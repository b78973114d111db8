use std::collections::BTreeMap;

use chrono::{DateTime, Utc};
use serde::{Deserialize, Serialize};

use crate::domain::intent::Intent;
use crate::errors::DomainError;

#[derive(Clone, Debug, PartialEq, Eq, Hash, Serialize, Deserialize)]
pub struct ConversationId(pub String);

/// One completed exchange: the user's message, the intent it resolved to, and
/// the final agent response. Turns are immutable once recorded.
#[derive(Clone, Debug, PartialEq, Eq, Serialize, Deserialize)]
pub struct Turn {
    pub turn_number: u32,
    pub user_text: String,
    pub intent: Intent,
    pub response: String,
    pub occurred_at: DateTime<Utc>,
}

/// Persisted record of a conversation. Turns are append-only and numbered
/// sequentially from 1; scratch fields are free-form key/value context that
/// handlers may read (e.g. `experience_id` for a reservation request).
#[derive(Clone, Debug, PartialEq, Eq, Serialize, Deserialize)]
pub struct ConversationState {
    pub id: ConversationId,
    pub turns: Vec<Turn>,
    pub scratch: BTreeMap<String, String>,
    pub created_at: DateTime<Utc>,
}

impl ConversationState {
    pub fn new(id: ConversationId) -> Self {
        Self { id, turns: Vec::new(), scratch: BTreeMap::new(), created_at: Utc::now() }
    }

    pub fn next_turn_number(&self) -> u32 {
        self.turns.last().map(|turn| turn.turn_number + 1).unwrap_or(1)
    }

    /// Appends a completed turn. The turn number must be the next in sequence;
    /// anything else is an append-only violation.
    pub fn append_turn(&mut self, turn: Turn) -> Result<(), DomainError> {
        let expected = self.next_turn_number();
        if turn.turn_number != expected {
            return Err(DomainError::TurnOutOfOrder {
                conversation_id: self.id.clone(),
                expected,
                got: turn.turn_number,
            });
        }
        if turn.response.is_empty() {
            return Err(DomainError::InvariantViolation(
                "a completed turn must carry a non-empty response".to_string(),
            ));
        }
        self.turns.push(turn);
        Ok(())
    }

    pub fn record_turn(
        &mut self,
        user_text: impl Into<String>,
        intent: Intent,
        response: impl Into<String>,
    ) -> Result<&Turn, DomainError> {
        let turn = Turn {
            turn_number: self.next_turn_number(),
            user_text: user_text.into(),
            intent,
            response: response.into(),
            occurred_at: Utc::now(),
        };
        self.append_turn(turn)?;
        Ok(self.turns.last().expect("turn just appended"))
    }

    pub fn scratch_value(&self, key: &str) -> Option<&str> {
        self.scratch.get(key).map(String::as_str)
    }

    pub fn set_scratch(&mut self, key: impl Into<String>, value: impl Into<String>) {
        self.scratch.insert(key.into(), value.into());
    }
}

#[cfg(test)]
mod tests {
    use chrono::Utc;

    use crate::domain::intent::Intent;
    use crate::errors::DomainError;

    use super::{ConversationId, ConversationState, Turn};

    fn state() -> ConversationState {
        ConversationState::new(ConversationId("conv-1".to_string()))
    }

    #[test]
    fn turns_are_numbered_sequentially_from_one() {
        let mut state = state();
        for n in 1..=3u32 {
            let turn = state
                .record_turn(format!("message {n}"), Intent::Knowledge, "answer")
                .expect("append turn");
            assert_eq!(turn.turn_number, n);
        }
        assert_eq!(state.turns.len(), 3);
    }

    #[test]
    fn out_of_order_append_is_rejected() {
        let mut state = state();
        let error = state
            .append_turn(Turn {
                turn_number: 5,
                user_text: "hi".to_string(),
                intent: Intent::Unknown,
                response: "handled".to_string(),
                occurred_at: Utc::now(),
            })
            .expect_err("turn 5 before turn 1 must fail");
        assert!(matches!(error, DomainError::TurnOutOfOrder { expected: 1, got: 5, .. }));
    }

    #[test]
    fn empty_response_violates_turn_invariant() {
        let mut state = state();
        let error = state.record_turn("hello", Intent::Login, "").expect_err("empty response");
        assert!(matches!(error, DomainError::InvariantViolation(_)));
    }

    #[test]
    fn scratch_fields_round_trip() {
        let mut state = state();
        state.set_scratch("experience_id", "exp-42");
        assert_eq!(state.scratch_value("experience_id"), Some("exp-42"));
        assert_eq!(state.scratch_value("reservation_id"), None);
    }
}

*-*-*

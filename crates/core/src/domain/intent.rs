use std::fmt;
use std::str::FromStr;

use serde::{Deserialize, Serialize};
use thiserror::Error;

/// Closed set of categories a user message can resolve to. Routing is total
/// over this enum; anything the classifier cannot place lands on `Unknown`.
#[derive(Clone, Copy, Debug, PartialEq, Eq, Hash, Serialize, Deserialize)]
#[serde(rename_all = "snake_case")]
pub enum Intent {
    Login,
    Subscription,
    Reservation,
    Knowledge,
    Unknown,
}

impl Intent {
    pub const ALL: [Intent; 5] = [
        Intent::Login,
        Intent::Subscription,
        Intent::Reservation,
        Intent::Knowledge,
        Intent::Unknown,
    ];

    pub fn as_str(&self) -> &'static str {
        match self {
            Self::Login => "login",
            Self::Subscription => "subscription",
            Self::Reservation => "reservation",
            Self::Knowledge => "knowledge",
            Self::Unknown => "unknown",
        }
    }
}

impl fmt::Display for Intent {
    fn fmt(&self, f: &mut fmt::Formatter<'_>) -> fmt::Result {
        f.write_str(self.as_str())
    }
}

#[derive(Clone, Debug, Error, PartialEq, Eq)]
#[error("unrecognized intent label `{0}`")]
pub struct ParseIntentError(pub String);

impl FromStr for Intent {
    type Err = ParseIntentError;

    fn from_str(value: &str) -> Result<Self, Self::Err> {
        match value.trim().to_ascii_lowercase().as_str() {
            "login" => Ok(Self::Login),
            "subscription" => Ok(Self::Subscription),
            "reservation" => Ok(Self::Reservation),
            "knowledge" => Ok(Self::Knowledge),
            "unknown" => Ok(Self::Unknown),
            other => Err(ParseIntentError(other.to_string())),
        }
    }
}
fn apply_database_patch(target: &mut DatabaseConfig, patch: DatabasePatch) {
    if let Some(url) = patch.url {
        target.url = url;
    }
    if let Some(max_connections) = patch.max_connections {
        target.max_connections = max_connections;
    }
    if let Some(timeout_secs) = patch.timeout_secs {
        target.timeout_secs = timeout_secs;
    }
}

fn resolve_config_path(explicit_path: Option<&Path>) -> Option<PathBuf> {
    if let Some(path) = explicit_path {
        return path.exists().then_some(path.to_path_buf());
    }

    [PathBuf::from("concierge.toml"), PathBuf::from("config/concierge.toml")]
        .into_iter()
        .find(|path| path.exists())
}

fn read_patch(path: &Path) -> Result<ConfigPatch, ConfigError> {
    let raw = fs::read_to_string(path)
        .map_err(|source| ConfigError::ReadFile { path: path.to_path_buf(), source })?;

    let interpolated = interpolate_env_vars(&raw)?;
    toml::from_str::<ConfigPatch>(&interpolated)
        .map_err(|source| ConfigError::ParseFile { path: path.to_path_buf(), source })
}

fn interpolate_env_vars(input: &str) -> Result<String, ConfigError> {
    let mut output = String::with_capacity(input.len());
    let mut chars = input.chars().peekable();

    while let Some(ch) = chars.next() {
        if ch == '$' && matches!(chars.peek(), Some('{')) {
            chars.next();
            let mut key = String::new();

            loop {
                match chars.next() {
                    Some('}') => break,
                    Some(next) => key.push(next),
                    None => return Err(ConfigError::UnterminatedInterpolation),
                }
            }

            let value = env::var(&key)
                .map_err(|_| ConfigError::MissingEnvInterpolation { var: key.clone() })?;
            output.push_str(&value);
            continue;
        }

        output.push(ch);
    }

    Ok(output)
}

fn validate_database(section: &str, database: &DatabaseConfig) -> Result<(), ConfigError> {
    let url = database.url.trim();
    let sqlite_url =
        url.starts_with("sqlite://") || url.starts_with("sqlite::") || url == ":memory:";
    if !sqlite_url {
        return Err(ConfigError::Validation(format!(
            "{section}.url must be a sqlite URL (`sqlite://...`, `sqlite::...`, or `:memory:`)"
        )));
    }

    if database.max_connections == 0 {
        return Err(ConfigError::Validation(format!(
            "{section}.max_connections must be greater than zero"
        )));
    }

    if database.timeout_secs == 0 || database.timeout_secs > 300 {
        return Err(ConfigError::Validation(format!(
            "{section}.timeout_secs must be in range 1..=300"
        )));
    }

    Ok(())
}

*-*-*

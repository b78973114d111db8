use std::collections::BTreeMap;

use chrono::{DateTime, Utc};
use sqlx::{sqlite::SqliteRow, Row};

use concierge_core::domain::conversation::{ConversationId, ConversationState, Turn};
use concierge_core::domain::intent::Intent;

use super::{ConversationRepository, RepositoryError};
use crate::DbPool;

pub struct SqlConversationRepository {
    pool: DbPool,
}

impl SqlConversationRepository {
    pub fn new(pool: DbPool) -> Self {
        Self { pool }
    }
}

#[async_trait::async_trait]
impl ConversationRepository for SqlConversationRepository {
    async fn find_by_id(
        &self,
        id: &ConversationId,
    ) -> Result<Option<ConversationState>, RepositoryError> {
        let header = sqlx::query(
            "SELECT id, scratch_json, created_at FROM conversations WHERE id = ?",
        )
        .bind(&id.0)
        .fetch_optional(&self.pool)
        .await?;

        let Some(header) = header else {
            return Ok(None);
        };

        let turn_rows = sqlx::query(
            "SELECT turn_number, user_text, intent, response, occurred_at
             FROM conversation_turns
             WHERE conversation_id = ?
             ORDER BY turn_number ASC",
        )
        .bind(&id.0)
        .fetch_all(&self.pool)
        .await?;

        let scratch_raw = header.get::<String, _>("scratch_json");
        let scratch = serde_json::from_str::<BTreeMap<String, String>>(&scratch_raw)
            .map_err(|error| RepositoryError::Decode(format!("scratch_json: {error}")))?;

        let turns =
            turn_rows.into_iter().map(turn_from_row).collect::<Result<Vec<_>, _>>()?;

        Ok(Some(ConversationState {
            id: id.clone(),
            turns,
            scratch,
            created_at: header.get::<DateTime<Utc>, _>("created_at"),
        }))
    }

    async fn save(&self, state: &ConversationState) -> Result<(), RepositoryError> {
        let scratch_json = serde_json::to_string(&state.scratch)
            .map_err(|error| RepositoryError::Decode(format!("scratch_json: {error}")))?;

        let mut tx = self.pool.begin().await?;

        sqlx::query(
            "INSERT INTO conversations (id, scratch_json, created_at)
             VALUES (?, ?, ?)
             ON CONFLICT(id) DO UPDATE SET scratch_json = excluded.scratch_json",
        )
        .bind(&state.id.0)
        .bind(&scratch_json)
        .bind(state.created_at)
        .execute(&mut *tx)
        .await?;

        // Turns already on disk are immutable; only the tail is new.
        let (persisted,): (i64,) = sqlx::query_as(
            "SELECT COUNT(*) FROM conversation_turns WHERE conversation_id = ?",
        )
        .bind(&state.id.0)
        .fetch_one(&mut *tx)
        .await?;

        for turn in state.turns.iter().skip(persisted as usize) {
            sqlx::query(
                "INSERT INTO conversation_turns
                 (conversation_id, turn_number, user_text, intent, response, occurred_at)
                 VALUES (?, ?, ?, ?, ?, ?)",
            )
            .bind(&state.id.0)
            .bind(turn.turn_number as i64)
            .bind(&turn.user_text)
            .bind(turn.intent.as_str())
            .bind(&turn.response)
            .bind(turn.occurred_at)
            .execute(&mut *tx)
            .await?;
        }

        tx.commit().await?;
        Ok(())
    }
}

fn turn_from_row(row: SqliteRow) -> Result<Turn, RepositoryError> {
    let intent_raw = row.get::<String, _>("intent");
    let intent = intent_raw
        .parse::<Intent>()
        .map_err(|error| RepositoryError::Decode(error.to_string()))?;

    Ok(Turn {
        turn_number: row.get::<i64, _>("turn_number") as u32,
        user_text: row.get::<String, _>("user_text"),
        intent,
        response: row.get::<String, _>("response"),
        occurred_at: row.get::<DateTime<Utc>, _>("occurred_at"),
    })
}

*-*-*

* **INSTRUCTIONS FOR THE TASK**:
The count alone is wanted: how many lines above hold the string "else"?

* **SOLUTION TO THIS TASK**:
2